**Exercise details**
Your task is to copy the lines of the data below from the line holding "let pages = text_dump::dump_text(&input, &output)?;" through the line holding "let default_level = if", inclusive, exactly and with nothing added.

**Task inputs**
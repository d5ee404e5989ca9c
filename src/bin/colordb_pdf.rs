//! colordb-pdf CLI
//!
//! Renders the color database reference PDF and runs the small document
//! utilities bundled with the library.

use anyhow::{bail, Context, Result};
use clap::{Parser, Subcommand};
use colordb_pdf::sink::RecordingSink;
use colordb_pdf::{
    builtin_catalog, embedded, load_catalog, raster, render_catalog, render_pages, text_dump,
    DocumentMetadata, Paginator, SaveOptions,
};
use std::fs;
use std::path::{Path, PathBuf};
use tracing::info;
use tracing_subscriber::EnvFilter;

/// Color database renderer and PDF utilities
#[derive(Parser, Debug)]
#[command(name = "colordb-pdf")]
#[command(version, about, long_about = None)]
struct Cli {
    /// Enable debug logging
    #[arg(short, long, global = true)]
    verbose: bool,

    #[command(subcommand)]
    command: Commands,
}

#[derive(Subcommand, Debug)]
enum Commands {
    /// Render the named color catalog as a PDF, sorted down by RGB values
    Catalog {
        /// rgb.txt-style catalog file (defaults to the built-in named colors)
        #[arg(long)]
        catalog: Option<PathBuf>,

        /// Output PDF file
        #[arg(short, long, default_value = "colordb.pdf")]
        output: PathBuf,

        /// Document author
        #[arg(long)]
        author: Option<String>,

        /// Document title
        #[arg(long)]
        title: Option<String>,

        /// Object pruning level: 0 keeps everything, 1-2 prune, 3+ also renumber
        #[arg(long, default_value_t = 4)]
        garbage: u8,

        /// Leave content streams uncompressed
        #[arg(long)]
        no_deflate: bool,

        /// Keep zero-length streams
        #[arg(long)]
        no_clean: bool,

        /// Lay the catalog out and report the drawing calls without writing
        #[arg(long)]
        dry_run: bool,
    },

    /// Convert any supported image to an RGB PNG
    ImageToPng {
        /// Input image
        input: PathBuf,

        /// Output PNG (defaults to <input>-from-image.png)
        #[arg(short, long)]
        output: Option<PathBuf>,
    },

    /// Export an embedded file from a PDF
    EmbeddedExport {
        /// Input PDF
        input: PathBuf,

        /// Name of the embedded file
        #[arg(required_unless_present = "list")]
        name: Option<String>,

        /// File to write the content to
        #[arg(required_unless_present = "list")]
        output: Option<PathBuf>,

        /// List embedded file names instead of exporting
        #[arg(long, conflicts_with_all = ["name", "output"])]
        list: bool,
    },

    /// Write the text of every page to a file, one form feed after each page
    Pdf2text {
        /// Input PDF
        input: PathBuf,

        /// Output text file (defaults to <input>.txt)
        #[arg(short, long)]
        output: Option<PathBuf>,
    },
}

fn main() -> Result<()> {
    let cli = Cli::parse();
    init_tracing(cli.verbose);

    match cli.command {
        Commands::Catalog {
            catalog,
            output,
            author,
            title,
            garbage,
            no_deflate,
            no_clean,
            dry_run,
        } => {
            let entries = match &catalog {
                Some(path) => load_catalog(path)
                    .with_context(|| format!("Failed to read catalog {}", path.display()))?,
                None => builtin_catalog(),
            };
            info!(colors = entries.len(), "catalog loaded");

            let mut metadata = DocumentMetadata {
                author,
                ..DocumentMetadata::default()
            };
            if title.is_some() {
                metadata.title = title;
            }
            let options = SaveOptions {
                garbage,
                deflate: !no_deflate,
                clean: !no_clean,
            };

            if dry_run {
                let pages = Paginator::new().paginate(&entries)?;
                let page_count = pages.len();
                let mut sink = RecordingSink::new();
                render_pages(pages, &mut sink, &metadata, &options)?;
                println!(
                    "{} colors, {} pages, {} drawing calls",
                    entries.len(),
                    page_count,
                    sink.calls.len()
                );
                return Ok(());
            }

            let pdf = render_catalog(&entries, &metadata, &options)?;
            fs::write(&output, &pdf)
                .with_context(|| format!("Failed to write {}", output.display()))?;
            println!("Writing: {}", output.display());
        }

        Commands::ImageToPng { input, output } => {
            require_file(&input)?;
            let output = output.unwrap_or_else(|| raster::default_png_path(&input));
            let (width, height) = raster::image_to_png(&input, &output)?;
            println!("Writing {} ({}x{})", output.display(), width, height);
        }

        Commands::EmbeddedExport {
            input,
            name,
            output,
            list,
        } => {
            require_file(&input)?;
            if list {
                let pdf = fs::read(&input)?;
                for name in embedded::list_embedded_files(&pdf)? {
                    println!("{}", name);
                }
                return Ok(());
            }

            let (Some(name), Some(output)) = (name, output) else {
                bail!("Both NAME and OUTPUT are required unless --list is given");
            };
            let written = embedded::export_embedded_file(&input, &name, &output)?;
            println!("Exported {:?} to {} ({} bytes)", name, output.display(), written);
        }

        Commands::Pdf2text { input, output } => {
            require_file(&input)?;
            let output = output.unwrap_or_else(|| text_dump::default_text_path(&input));
            let pages = text_dump::dump_text(&input, &output)?;
            println!("Wrote {} pages to {}", pages, output.display());
        }
    }

    Ok(())
}

fn init_tracing(verbose: bool) {
    let default_level = if verbose { "debug" } else { "info" };
    tracing_subscriber::fmt()
        .with_env_filter(
            EnvFilter::try_from_default_env().unwrap_or_else(|_| EnvFilter::new(default_level)),
        )
        .with_writer(std::io::stderr)
        .init();
}

fn require_file(path: &Path) -> Result<()> {
    if !path.exists() {
        bail!("File not found: {}", path.display());
    }
    Ok(())
}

**Output for this task**
            let pages = text_dump::dump_text(&input, &output)?;
            println!("Wrote {} pages to {}", pages, output.display());
        }
    }

    Ok(())
}

fn init_tracing(verbose: bool) {
    let default_level = if verbose { "debug" } else { "info" };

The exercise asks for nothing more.